Une paix royale sous Alpha Condé
Sous l’ère Alpha Condé, la SMB pouvait jouir d’un certain « laissez-faire ». La compagnie n’a par exemple jamais publié, comme l’y obligent pourtant le code minier et le code de l’environnement, son Plan de gestion environnementale et sociale (PGES), qui compile les mesures engagées pour atténuer les impacts de ses activités sur les hommes et l’environnement. De quoi attiser les soupçons de collusion entre la compagnie et l’État, voire, entre ses dirigeants et Alpha Condé. Cette critique culmine lors de l’arrestation, le 5 mai 2018, d’Aboubacar Sidiki Mara, secrétaire général de l’Union générale des travailleurs de Guinée (UGTG) pour « conduite illégale dans l’exercice de ses fonctions de syndicaliste ». Huit syndicats dénoncent alors « l’ingérence flagrante » de l’État.
Mara – qui sera écroué près de deux mois – rencontrait au moment de son interpellation des travailleurs des sociétés minières à Boké, et notamment de la SMB. 164 travailleurs d’UMS ont depuis déposé plainte pour licenciement arbitraire devant le tribunal du travail de Mafanco, à Conakry. Ils réclament le paiement de leurs indemnités. L’affaire a été renvoyée au 11 février. « La société n’a respecté aucune des conditions prévues par le code du travail pour licencier ces travailleurs », déplore Me Moussa Keïta, conseil de 84 des plaignants. Contactée, la compagnie UMS n’a pas souhaité commenter cette procédure en cours.

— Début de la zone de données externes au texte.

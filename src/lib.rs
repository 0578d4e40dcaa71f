//! Autonomous multi-agent cryptocurrency trading platform.
//!
//! A population of heterogeneous trading agents each form an independent
//! thesis from a shared market-data store; a consensus engine fuses their
//! votes; a risk engine sizes and gates the trade; an execution layer fills
//! it through one of several algorithms against a routed venue adapter; a
//! position manager tracks the open book and its exit rules; an episodic
//! memory records the decision and its eventual outcome so future theses can
//! draw on what has and hasn't worked. One orchestrator ties the pipeline
//! together on a fixed tick; an optional slow outer loop tunes agent
//! parameters based on realized performance.

pub mod agents;
pub mod cio;
pub mod config;
pub mod consensus;
pub mod data_store;
pub mod error;
pub mod execution;
pub mod feature_pipeline;
pub mod http;
pub mod memory;
pub mod orchestrator;
pub mod persistence;
pub mod position;
pub mod risk;
pub mod scanner;
pub mod types;

/// Re-exports of the types most callers reach for, one per component.
pub mod prelude {
    pub use crate::agents::population::{default_roster, AgentPopulation};
    pub use crate::agents::{Agent, AgentState, Personality, Specialization, Thesis};
    pub use crate::cio::{CioLoop, Intervention};
    pub use crate::config::Config;
    pub use crate::consensus::{fuse, AgentVote, ConsensusResult};
    pub use crate::data_store::{DataStore, IndicatorValue};
    pub use crate::error::{ErrorCategory, ErrorSeverity, ErrorTally, TradingError};
    pub use crate::execution::{Algo, ExecutionLayer, ExecutionOrder, ExecutionResult, VenueAdapter};
    pub use crate::feature_pipeline::FeaturePipeline;
    pub use crate::http::{AdminApi, DashboardSnapshot, HealthStatus};
    pub use crate::memory::{Episode, EpisodicMemory, MemoryStats, Outcome};
    pub use crate::orchestrator::Orchestrator;
    pub use crate::persistence::{FileStore, Store};
    pub use crate::position::{ExitReason, Position, PositionManager};
    pub use crate::risk::{RiskEngine, SizedOrder};
    pub use crate::scanner::{MarketScanner, Opportunity};
    pub use crate::types::{PositionSide, Side, Signal, Symbol, Trend};
}
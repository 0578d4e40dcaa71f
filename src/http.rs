//! HTTP surface (§6.1): an explicit transport non-goal. This module defines
//! the DTOs and the `AdminApi` trait a thin axum (or equivalent) adapter
//! would wire up, plus the constant-time bearer-token comparison every admin
//! endpoint requires, without binding a real server.

use std::collections::HashMap;

use async_trait::async_trait;
use chrono::{DateTime, Utc};
use serde::{Deserialize, Serialize};

use crate::types::Symbol;

#[derive(Debug, Clone, Serialize, Deserialize)]
pub struct HealthStatus {
    pub running: bool,
    pub paper_trading: bool,
    pub last_error: Option<String>,
}

#[derive(Debug, Clone, Serialize, Deserialize)]
pub struct DashboardSnapshot {
    pub equity: f64,
    pub drawdown: f64,
    pub is_halted: bool,
    pub positions: HashMap<Symbol, crate::position::Position>,
    pub recent_trades: Vec<crate::persistence::TradeRecord>,
    pub agents_summary: Vec<AgentSummary>,
}

#[derive(Debug, Clone, Serialize, Deserialize)]
pub struct AgentSummary {
    pub id: String,
    pub specialization: String,
    pub win_rate: f64,
    pub total_pnl: f64,
    pub active: bool,
}

#[derive(Debug, Clone, Deserialize)]
pub struct TradeHistoryFilter {
    pub agent_id: Option<String>,
    pub symbol: Option<Symbol>,
    pub start_date: Option<DateTime<Utc>>,
    pub end_date: Option<DateTime<Utc>>,
    pub limit: Option<usize>,
}

#[derive(Debug, Clone, Serialize)]
pub struct AgentPerformance {
    pub agent_id: String,
    pub equity_history: Vec<(DateTime<Utc>, f64)>,
}

#[derive(Debug, Clone, Serialize)]
pub struct AgentMetrics {
    pub agent_id: String,
    pub latency_ms: f64,
    pub inference_count: u64,
    pub win_rate: f64,
}

#[derive(Debug, Clone, Serialize, Deserialize)]
pub struct InferenceDecision {
    pub symbol: Symbol,
    pub side: crate::types::Side,
    pub size: f64,
    pub stop_loss: Option<f64>,
    pub take_profit: Option<f64>,
    pub reasoning: String,
}

/// The surface a thin HTTP adapter delegates to. Not wired to any server
/// here; transport is an explicit non-goal.
#[async_trait]
pub trait AdminApi: Send + Sync {
    async fn healthz(&self) -> HealthStatus;
    async fn dashboard(&self) -> DashboardSnapshot;
    async fn start(&self) -> anyhow::Result<()>;
    async fn stop(&self) -> anyhow::Result<()>;
    async fn inject_decision(&self, decision: InferenceDecision) -> anyhow::Result<()>;
    async fn trade_history(&self, filter: TradeHistoryFilter) -> Vec<crate::persistence::TradeRecord>;
    async fn agent_performance(&self) -> Vec<AgentPerformance>;
    async fn agent_metrics(&self) -> Vec<AgentMetrics>;
    async fn set_agent_enabled(&self, agent_id: &str, enabled: bool) -> anyhow::Result<()>;
}

/// Constant-time comparison for the admin bearer token, avoiding the timing
/// side-channel a naive `==` would leak.
pub fn constant_time_eq(a: &str, b: &str) -> bool {
    let a = a.as_bytes();
    let b = b.as_bytes();
    if a.len() != b.len() {
        return false;
    }
    let mut diff = 0u8;
    for (x, y) in a.iter().zip(b.iter()) {
        diff |= x ^ y;
    }
    diff == 0
}

#[cfg(test)]
mod tests {
    use super::*;

    #[test]
    fn constant_time_eq_matches_equal_strings() {
        assert!(constant_time_eq("secret-token", "secret-token"));
    }

    #[test]
    fn constant_time_eq_rejects_mismatch() {
        assert!(!constant_time_eq("secret-token", "wrong-token"));
        assert!(!constant_time_eq("short", "longer-string"));
    }
}
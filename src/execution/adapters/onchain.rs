//! On-chain swap/perp venue adapter (e.g. `MON-USDC`, `CHOG-USDC`). Wire
//! format is an explicit non-goal; this is a thin stand-in at the
//! `VenueAdapter` seam that a real DEX-router integration replaces.

use std::collections::HashMap;

use async_trait::async_trait;
use tracing::debug;

use crate::execution::venue::{OrderType, TradeResult, VenueAdapter};
use crate::types::{Side, Symbol};

pub struct OnChainAdapter {
    rpc_url: String,
}

impl OnChainAdapter {
    pub fn new(rpc_url: impl Into<String>) -> Self {
        Self { rpc_url: rpc_url.into() }
    }
}

#[async_trait]
impl VenueAdapter for OnChainAdapter {
    async fn execute_trade(
        &self,
        symbol: &Symbol,
        _side: Side,
        _order_type: OrderType,
        quantity: f64,
        price: Option<f64>,
        _reduce_only: bool,
    ) -> anyhow::Result<TradeResult> {
        debug!(symbol, quantity, rpc = self.rpc_url, "on-chain swap stand-in");
        Ok(TradeResult {
            success: true,
            order_id: Some(format!("onchain-{}-{}", symbol, quantity)),
            filled_quantity: quantity,
            avg_price: price.unwrap_or(0.0),
            venue: self.name().to_string(),
            metadata: HashMap::new(),
        })
    }

    async fn get_balance(&self) -> anyhow::Result<HashMap<String, f64>> {
        Ok(HashMap::new())
    }

    fn name(&self) -> &str {
        "onchain"
    }
}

La SMB, qui revendique 10 000 employés, est aussi épinglée sur ses programmes de responsabilité sociale et environnementale (RSE). « Quels bénéfices en tirons-nous ? » titrait en 2018 l’organisation Human Rights Watch, dans un rapport consacré aux répercussions du boom de la bauxite sur les droits humains, dans lequel elle alertait sur les menaces pesant sur l’accès à l’eau pour des milliers de personnes et sur l’approche « argent contre terrain » de la SMB.
Cette dernière défend son bilan : réalisation et rénovation d’une centaine de forages, formation, développement de projets agricoles, « management environnemental » avec l’appui d’un cabinet mondial d’expertise. Autant de mesures qui suscitent le scepticisme d’Oumar Totiya Barry, doctorant en science politique à l’Université Lumière de Lyon11 : « L’entreprise dit avoir investi 17 millions de dollars dans le développement communautaire en 2019. Mais il est difficile de voir les répercussions dans l’amélioration des conditions de vie de la population. La liste des dépenses montre que cette manne a principalement servi à financer des rituels sociaux, à construire ou rénover des infrastructures pour les jeunes, et des forages. Avec une incidence très faible dans la lutte contre les effets négatifs induits par ses activités minières : perte des moyens de subsistance, expropriation des terres agricoles, pollution des eaux, pertes d’emplois… »
La logique est double : « Se présenter comme une société responsable » tout en perpétuant une forme de « politique étatique du ventre », à grand renfort de distribution de sacs de riz et de bidons d’huile alimentaire aux villageois. Une manière d’acheter, à peu de frais, la paix sociale.